→ WORK INSTRUCTION:
List every line in this data where the string "enum" occurs.

*** ENTRIES SUPPLIED ***

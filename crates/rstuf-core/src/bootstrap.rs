//! Bootstrap state derivation
//!
//! The whole lifecycle lives in one settings value:
//!
//! | Raw value        | bootstrap | state      | task id |
//! |------------------|-----------|------------|---------|
//! | unset            | false     | absent     | -       |
//! | `pre-<id>`       | false     | `pre`      | `<id>`  |
//! | `signing-<id>`   | false     | `signing`  | `<id>`  |
//! | `<id>`           | true      | `finished` | `<id>`  |

use serde::{Deserialize, Serialize};
use std::fmt;

const PRE_PREFIX: &str = "pre-";
const SIGNING_PREFIX: &str = "signing-";

/// Non-absent bootstrap phases
#[derive(Debug, Clone, Copy, PartialEq, Eq, Serialize, Deserialize)]
#[serde(rename_all = "lowercase")]
pub enum BootstrapPhase {
    /// Lock acquired, worker task dispatched
    Pre,
    /// Worker waits for offline (DAS) signatures
    Signing,
    /// Repository metadata exists
    Finished,
}

impl BootstrapPhase {
    pub fn as_str(&self) -> &'static str {
        match self {
            BootstrapPhase::Pre => "pre",
            BootstrapPhase::Signing => "signing",
            BootstrapPhase::Finished => "finished",
        }
    }
}

impl fmt::Display for BootstrapPhase {
    fn fmt(&self, f: &mut fmt::Formatter<'_>) -> fmt::Result {
        f.write_str(self.as_str())
    }
}

/// Derived view of the `BOOTSTRAP` setting
#[derive(Debug, Clone, PartialEq, Eq, Serialize)]
pub struct BootstrapState {
    pub bootstrap: bool,
    /// `None` while no bootstrap was ever accepted
    pub state: Option<BootstrapPhase>,
    #[serde(rename = "id", skip_serializing_if = "Option::is_none")]
    pub task_id: Option<String>,
}

impl BootstrapState {
    pub fn absent() -> Self {
        Self {
            bootstrap: false,
            state: None,
            task_id: None,
        }
    }

    /// Derive the state from the raw setting
    pub fn from_setting(raw: Option<&str>) -> Self {
        let raw = match raw {
            Some(raw) if !raw.is_empty() => raw,
            _ => return Self::absent(),
        };

        if let Some(id) = raw.strip_prefix(PRE_PREFIX) {
            Self::locked(BootstrapPhase::Pre, id)
        } else if let Some(id) = raw.strip_prefix(SIGNING_PREFIX) {
            Self::locked(BootstrapPhase::Signing, id)
        } else {
            Self {
                bootstrap: true,
                state: Some(BootstrapPhase::Finished),
                task_id: Some(raw.to_string()),
            }
        }
    }

    fn locked(phase: BootstrapPhase, id: &str) -> Self {
        Self {
            bootstrap: false,
            state: Some(phase),
            task_id: Some(id.to_string()),
        }
    }

    pub fn is_absent(&self) -> bool {
        self.state.is_none()
    }

    pub fn is_finished(&self) -> bool {
        self.bootstrap && self.state == Some(BootstrapPhase::Finished)
    }

    pub fn is_signing(&self) -> bool {
        self.state == Some(BootstrapPhase::Signing)
    }

    /// A bootstrap exists or is being acquired
    pub fn is_locked(&self) -> bool {
        self.bootstrap
            || matches!(
                self.state,
                Some(BootstrapPhase::Pre) | Some(BootstrapPhase::Signing)
            )
    }

    /// Short state name used in conflict messages
    pub fn describe(&self) -> &'static str {
        self.state.map(|s| s.as_str()).unwrap_or("absent")
    }
}

/// Setting value that marks the lock as held by `task_id`
pub fn pre_lock_value(task_id: &str) -> String {
    format!("{PRE_PREFIX}{task_id}")
}

/// Setting value the worker writes while waiting for signatures
pub fn signing_value(task_id: &str) -> String {
    format!("{SIGNING_PREFIX}{task_id}")
}
//! TUF role taxonomy
//!
//! The repository manages a fixed set of roles. `root` is always signed
//! offline by a human ceremony; `snapshot`, `timestamp` and `bins` are always
//! signed by the worker's online key; `targets` moves between the two
//! classes with the `TARGETS_ONLINE_KEY` setting.

use serde::{Deserialize, Serialize};
use std::collections::BTreeSet;
use std::fmt;
use std::str::FromStr;
use thiserror::Error;

/// Settings key holding the bootstrap lock / completion marker
pub const BOOTSTRAP_KEY: &str = "BOOTSTRAP";

/// Settings key selecting whether `targets` is an online role
pub const TARGETS_ONLINE_KEY: &str = "TARGETS_ONLINE_KEY";

pub const SIGNING_SUFFIX: &str = "_SIGNING";
pub const TRUSTED_PREFIX: &str = "TRUSTED_";

/// A role from the fixed TUF taxonomy
#[derive(Debug, Clone, Copy, PartialEq, Eq, Hash, PartialOrd, Ord, Serialize, Deserialize)]
#[serde(rename_all = "lowercase")]
pub enum Role {
    Root,
    Targets,
    Snapshot,
    Timestamp,
    Bins,
}

impl Role {
    pub const ALL: [Role; 5] = [
        Role::Root,
        Role::Targets,
        Role::Snapshot,
        Role::Timestamp,
        Role::Bins,
    ];

    pub fn as_str(&self) -> &'static str {
        match self {
            Role::Root => "root",
            Role::Targets => "targets",
            Role::Snapshot => "snapshot",
            Role::Timestamp => "timestamp",
            Role::Bins => "bins",
        }
    }

    /// Whether the worker may sign this role with its online key
    pub fn is_online(&self, targets_online_key: bool) -> bool {
        match self {
            Role::Root => false,
            Role::Targets => targets_online_key,
            Role::Snapshot | Role::Timestamp | Role::Bins => true,
        }
    }

    /// Settings keys owned by this role
    pub fn keys(&self) -> RoleKeys {
        RoleKeys::for_name(self.as_str())
    }
}

impl fmt::Display for Role {
    fn fmt(&self, f: &mut fmt::Formatter<'_>) -> fmt::Result {
        f.write_str(self.as_str())
    }
}

#[derive(Error, Debug, Clone, PartialEq, Eq)]
#[error("unknown role: {0}")]
pub struct ParseRoleError(pub String);

impl FromStr for Role {
    type Err = ParseRoleError;

    fn from_str(s: &str) -> Result<Self, Self::Err> {
        Role::ALL
            .iter()
            .find(|r| r.as_str() == s)
            .copied()
            .ok_or_else(|| ParseRoleError(s.to_string()))
    }
}

/// Roles the worker signs with its online key
///
/// Recomputed from the current setting on every call; never cache the result.
pub fn online_roles(targets_online_key: bool) -> BTreeSet<Role> {
    Role::ALL
        .iter()
        .copied()
        .filter(|r| r.is_online(targets_online_key))
        .collect()
}

/// Roles that require an offline signing ceremony
pub fn offline_roles(targets_online_key: bool) -> BTreeSet<Role> {
    Role::ALL
        .iter()
        .copied()
        .filter(|r| !r.is_online(targets_online_key))
        .collect()
}

/// The settings keys derived from a role name
///
/// Works for taxonomy roles and for delegated role names alike.
#[derive(Debug, Clone, PartialEq, Eq)]
pub struct RoleKeys {
    /// Draft metadata awaiting threshold signatures (`<ROLE>_SIGNING`)
    pub signing: String,
    /// Last trusted metadata (`TRUSTED_<ROLE>`)
    pub trusted: String,
    /// Expiration in days (`<ROLE>_EXPIRATION`)
    pub expiration: String,
}

impl RoleKeys {
    pub fn for_name(name: &str) -> Self {
        let upper = name.to_uppercase();
        Self {
            signing: format!("{upper}{SIGNING_SUFFIX}"),
            trusted: format!("{TRUSTED_PREFIX}{upper}"),
            expiration: format!("{upper}_EXPIRATION"),
        }
    }
}

/// Recover the lower-case role name from a `<ROLE>_SIGNING` key
pub fn role_from_signing_key(key: &str) -> Option<String> {
    key.strip_suffix(SIGNING_SUFFIX)
        .filter(|name| !name.is_empty())
        .map(str::to_lowercase)
}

*** End of ENTRIES SUPPLIED ***

→ ANSWER BOX:
pub enum BootstrapPhase {
pub enum Role {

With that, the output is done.